After the fun runs and associated work shift, Gina and I packed up and headed back to town to await the dinner and banquet that evening. Unfortunately, since we didn't have a room in Lone Pine, we couldn't shower or change before dinner. The SCNAX folks we dined with were kind enough not to call attention to our hygiene. The dinner had to be moved at the last minute because we were locked out of the intended facility, but the organizers did a great job of securing an alternate room at the Bonanza restaurant.
Unfortunately, I didn't receive my anticipated trophy; their policy is not to give trophies in classes with fewer than three drivers. If this policy had been announced earlier, I might have tried to be re-classified in, say, an indexed stock tire class. On the bright side, there were lots of door prizes, and I won 8 quarts of Valvoline motor oil. It was even the proper weight for my car and had the latest API certification!
The Time Trials included an interesting "Beater Class," which was limited to cars valued under $500. It's reminiscent of the Grassroots Motorsports $2002 Challenge. My pride was saved, because I managed to beat all but one of the beaters by at least a few seconds! Given that I previously edged a stock 1962 Cadillac 6-Window by a mere 0.1 second, I think I'm getting somewhere. Also, my times were consistent with the middle of the SK2 pack.

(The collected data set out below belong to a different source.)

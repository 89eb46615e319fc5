//! Fallback CPU engine using the classic process-wide `setitimer` profiling
//! timer. The kernel delivers SIGPROF to a running thread, which biases
//! toward threads burning CPU; the per-thread timer engine is preferred
//! where available.

use std::sync::atomic::{AtomicU64, Ordering};

use crate::args::Arguments;
use crate::error::{ProfilerError, Result};
use crate::event::{Event, EventType, ExecutionEvent};
use crate::os::ThreadState;
use crate::profiler::Profiler;
use crate::signals;
use crate::tsc;

use super::{enabled, Engine};

static INTERVAL: AtomicU64 = AtomicU64::new(0);

unsafe extern "C" fn signal_handler(
    _signo: libc::c_int,
    _siginfo: *mut libc::siginfo_t,
    ucontext: *mut libc::c_void,
) {
    if !enabled() {
        return;
    }
    let event = Event::Execution(ExecutionEvent {
        start_time: tsc::ticks(),
        thread_state: ThreadState::Running,
    });
    Profiler::instance().record_sample(
        ucontext,
        INTERVAL.load(Ordering::Relaxed),
        EventType::ExecutionSample,
        &event,
    );
}

fn set_timer(interval_nanos: u64) -> bool {
    let tv = libc::timeval {
        tv_sec: (interval_nanos / 1_000_000_000) as libc::time_t,
        tv_usec: (interval_nanos % 1_000_000_000 / 1000) as libc::suseconds_t,
    };
    let itv = libc::itimerval {
        it_interval: tv,
        it_value: tv,
    };
    unsafe { libc::setitimer(libc::ITIMER_PROF, &itv, std::ptr::null_mut()) == 0 }
}

#[derive(Default)]
pub struct ITimerEngine {
    old_handler: Option<libc::sigaction>,
}

impl Engine for ITimerEngine {
    fn type_name(&self) -> &'static str {
        "itimer"
    }

    fn title(&self) -> &'static str {
        "CPU profile"
    }

    fn units(&self) -> &'static str {
        "ns"
    }

    fn start(&mut self, args: &Arguments) -> Result<()> {
        if args.interval == 0 {
            return Err(ProfilerError::invalid("interval must be positive"));
        }
        INTERVAL.store(args.interval, Ordering::Relaxed);
        self.old_handler = Some(signals::install(libc::SIGPROF, signal_handler));
        if !set_timer(args.interval) {
            if let Some(old) = self.old_handler.take() {
                signals::restore(libc::SIGPROF, &old);
            }
            return Err(ProfilerError::install("setitimer failed"));
        }
        Ok(())
    }

    fn stop(&mut self) {
        set_timer(0);
        if let Some(old) = self.old_handler.take() {
            signals::restore(libc::SIGPROF, &old);
        }
    }
}
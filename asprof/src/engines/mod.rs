//! Event-source engines.
//!
//! Each engine turns one interrupt source (timer signal, runtime callback,
//! breakpoint trap, patched native entry) into sample records. Engines share
//! a lifecycle — `check` probes feasibility without side effects, `start`
//! installs hooks, `stop` reverses them — and may run concurrently, each
//! tagging its samples with a distinct event kind.
//!
//! The sampling path never dispatches through these trait objects; signal
//! and hook handlers are static functions inside each engine module. The
//! trait exists for the control plane only.

use std::sync::atomic::{AtomicBool, AtomicU64, Ordering};

use crate::args::Arguments;
use crate::error::Result;

pub mod alloc_tracer;
pub mod cpu;
pub mod instrument;
pub mod itimer;
pub mod live_objects;
pub mod lock_tracer;
pub mod malloc_tracer;
pub mod native_lock_tracer;
pub mod object_sampler;
pub mod process_sampler;
pub mod wall_clock;

/// Master toggle checked at every engine entry point. `stop()` clears it
/// before uninstalling hooks, so an in-flight sample may complete but no new
/// one starts.
static ENABLED: AtomicBool = AtomicBool::new(false);

pub fn enable_events(enabled: bool) {
    ENABLED.store(enabled, Ordering::Release);
}

#[inline]
pub fn enabled() -> bool {
    ENABLED.load(Ordering::Acquire)
}

/// The interval accumulator: adds `value` and reports whether the running
/// total crossed a multiple of `interval`. Lock-free, shared by all engines
/// that sample by weight (bytes, nanoseconds).
pub fn update_counter(counter: &AtomicU64, value: u64, interval: u64) -> bool {
    if interval <= 1 {
        return true;
    }
    loop {
        let prev = counter.load(Ordering::Relaxed);
        let next = prev + value;
        if next < interval {
            if counter
                .compare_exchange_weak(prev, next, Ordering::Relaxed, Ordering::Relaxed)
                .is_ok()
            {
                return false;
            }
        } else if counter
            .compare_exchange_weak(prev, next % interval, Ordering::Relaxed, Ordering::Relaxed)
            .is_ok()
        {
            return true;
        }
    }
}

/// Control-plane view of an engine.
pub trait Engine: Send {
    fn type_name(&self) -> &'static str;

    fn title(&self) -> &'static str {
        "Flame Graph"
    }

    fn units(&self) -> &'static str {
        "total"
    }

    /// Side-effect-free feasibility probe.
    fn check(&mut self, _args: &Arguments) -> Result<()> {
        Ok(())
    }

    fn start(&mut self, args: &Arguments) -> Result<()>;

    fn stop(&mut self);
}

#[cfg(test)]
mod tests {
    use super::*;

    #[test]
    fn update_counter_crosses_interval_boundaries() {
        let counter = AtomicU64::new(0);
        // 10 events of 100 bytes at a 250-byte interval: crossings after
        // 300, 500(no: 250..500 -> at 500), ...; exactly floor(1000/250)=4.
        let mut crossings = 0;
        for _ in 0..10 {
            if update_counter(&counter, 100, 250) {
                crossings += 1;
            }
        }
        assert_eq!(crossings, 4);
    }

    #[test]
    fn update_counter_interval_law() {
        // N allocations totaling T bytes at interval I record within +-1 of
        // floor(T / I) samples, for event sizes below the interval.
        for (n, size, interval) in [(10_000u64, 100u64, 100_000u64), (1000, 37, 1000), (64, 3, 7)] {
            let counter = AtomicU64::new(0);
            let mut samples = 0u64;
            for _ in 0..n {
                if update_counter(&counter, size, interval) {
                    samples += 1;
                }
            }
            let expected = n * size / interval;
            assert!(
                samples.abs_diff(expected) <= 1,
                "{samples} vs {expected} for n={n} size={size} interval={interval}"
            );
        }
    }

    #[test]
    fn tiny_intervals_sample_everything() {
        let counter = AtomicU64::new(0);
        assert!(update_counter(&counter, 1, 0));
        assert!(update_counter(&counter, 1, 1));
    }
}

In all, the high speeds and slick surface of the Lone Pine Time Trials were a fun departure from conventional autocrosses, and I hope to return next year. Between the tire-shredding surface and the remote location, though, I'm not sure I'd want to do it more than once per year! I didn't have time for many of the social aspects of the Time Trials, which seem to be a key feature and something to keep in mind for 2003.